* _Work task_: Line by line, return everything in the listing exactly.

***** Task inputs

//! Construit un document DIDL-Lite, l'écrit pour deux versions de
//! protocole, puis le relit avec le registre global.
//!
//! ```text
//! RUST_LOG=pmodidl=debug cargo run --example didl_round_trip
//! ```

use chrono::NaiveDate;
use pmodidl::properties::{AlbumArt, Genre, Person, Resource};
use pmodidl::{
    DeserializationContext, DidlConfig, DidlLiteDocument, ObjectKind, PropertyFilter, SerializationContext,
    UpnpObject, get_property, global_registry,
};
use tracing_subscriber::EnvFilter;

fn main() -> anyhow::Result<()> {
    tracing_subscriber::fmt()
        .with_env_filter(EnvFilter::from_default_env())
        .init();

    let config = DidlConfig::load(None)?;

    let mut album = UpnpObject::create(ObjectKind::MusicAlbum, "album-1", "0", "Kind of Blue");
    album.set_child_count(1);
    album.add_artist(Person::artist("Miles Davis"));
    album.add_album_art(AlbumArt::new("http://host/covers/kob.jpg").with_profile("JPEG_TN"));

    let mut track = UpnpObject::create(ObjectKind::MusicTrack, "track-1", "album-1", "So What");
    track.add_artist(Person::artist("Miles Davis").with_role("Performer"));
    track.add_genre(Genre::extended("Jazz", "g-7", "Jazz/Modal"));
    track.add_album("Kind of Blue");
    track.set_track_number(1);
    track.set_date(NaiveDate::from_ymd_opt(1959, 8, 17).unwrap_or_default());
    track.add_resource(
        Resource::new("http://host/tracks/so-what.flac", "http-get:*:audio/flac:*")
            .with_size(58_720_256)
            .with_audio_format(44_100, 16, 2)
            .with_duration_seconds(562),
    );

    let mut doc = DidlLiteDocument::new();
    doc.push(album);
    doc.push(track);

    let full = SerializationContext::from_config(&config);
    println!("=== Version {} ===", full.version());
    println!("{}", doc.to_xml_string(&full)?);

    let minimal = SerializationContext::new(1).with_filter(PropertyFilter::parse("upnp:artist,res@duration"));
    println!("\n=== Version 1, filtered ===");
    println!("{}", doc.to_xml_string(&minimal)?);

    let xml = doc.to_xml_string(&full)?;
    let parsed = DidlLiteDocument::parse(&xml, global_registry(), &DeserializationContext::from_config(&config))?;
    println!("\n{}", parsed.to_markdown());

    if let Some(track) = parsed.get_object_by_id("track-1") {
        let protocol = get_property(track, "res@protocolInfo")?;
        println!("res@protocolInfo = {}", protocol.text().unwrap_or_default());
        println!("{}", serde_json::to_string_pretty(&pmodidl::json::to_json(track))?);
    }

    Ok(())
}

**********

* _Problem solution_:
//! Construit un document DIDL-Lite, l'écrit pour deux versions de
//! protocole, puis le relit avec le registre global.
//!
//! ```text
//! RUST_LOG=pmodidl=debug cargo run --example didl_round_trip
//! ```

use chrono::NaiveDate;
use pmodidl::properties::{AlbumArt, Genre, Person, Resource};
use pmodidl::{
    DeserializationContext, DidlConfig, DidlLiteDocument, ObjectKind, PropertyFilter, SerializationContext,
    UpnpObject, get_property, global_registry,
};
use tracing_subscriber::EnvFilter;

fn main() -> anyhow::Result<()> {
    tracing_subscriber::fmt()
        .with_env_filter(EnvFilter::from_default_env())
        .init();

    let config = DidlConfig::load(None)?;

    let mut album = UpnpObject::create(ObjectKind::MusicAlbum, "album-1", "0", "Kind of Blue");
    album.set_child_count(1);
    album.add_artist(Person::artist("Miles Davis"));
    album.add_album_art(AlbumArt::new("http://host/covers/kob.jpg").with_profile("JPEG_TN"));

    let mut track = UpnpObject::create(ObjectKind::MusicTrack, "track-1", "album-1", "So What");
    track.add_artist(Person::artist("Miles Davis").with_role("Performer"));
    track.add_genre(Genre::extended("Jazz", "g-7", "Jazz/Modal"));
    track.add_album("Kind of Blue");
    track.set_track_number(1);
    track.set_date(NaiveDate::from_ymd_opt(1959, 8, 17).unwrap_or_default());
    track.add_resource(
        Resource::new("http://host/tracks/so-what.flac", "http-get:*:audio/flac:*")
            .with_size(58_720_256)
            .with_audio_format(44_100, 16, 2)
            .with_duration_seconds(562),
    );

    let mut doc = DidlLiteDocument::new();
    doc.push(album);
    doc.push(track);

    let full = SerializationContext::from_config(&config);
    println!("=== Version {} ===", full.version());
    println!("{}", doc.to_xml_string(&full)?);

    let minimal = SerializationContext::new(1).with_filter(PropertyFilter::parse("upnp:artist,res@duration"));
    println!("\n=== Version 1, filtered ===");
    println!("{}", doc.to_xml_string(&minimal)?);

    let xml = doc.to_xml_string(&full)?;
    let parsed = DidlLiteDocument::parse(&xml, global_registry(), &DeserializationContext::from_config(&config))?;
    println!("\n{}", parsed.to_markdown());

    if let Some(track) = parsed.get_object_by_id("track-1") {
        let protocol = get_property(track, "res@protocolInfo")?;
        println!("res@protocolInfo = {}", protocol.text().unwrap_or_default());
        println!("{}", serde_json::to_string_pretty(&pmodidl::json::to_json(track))?);
    }

    Ok(())
}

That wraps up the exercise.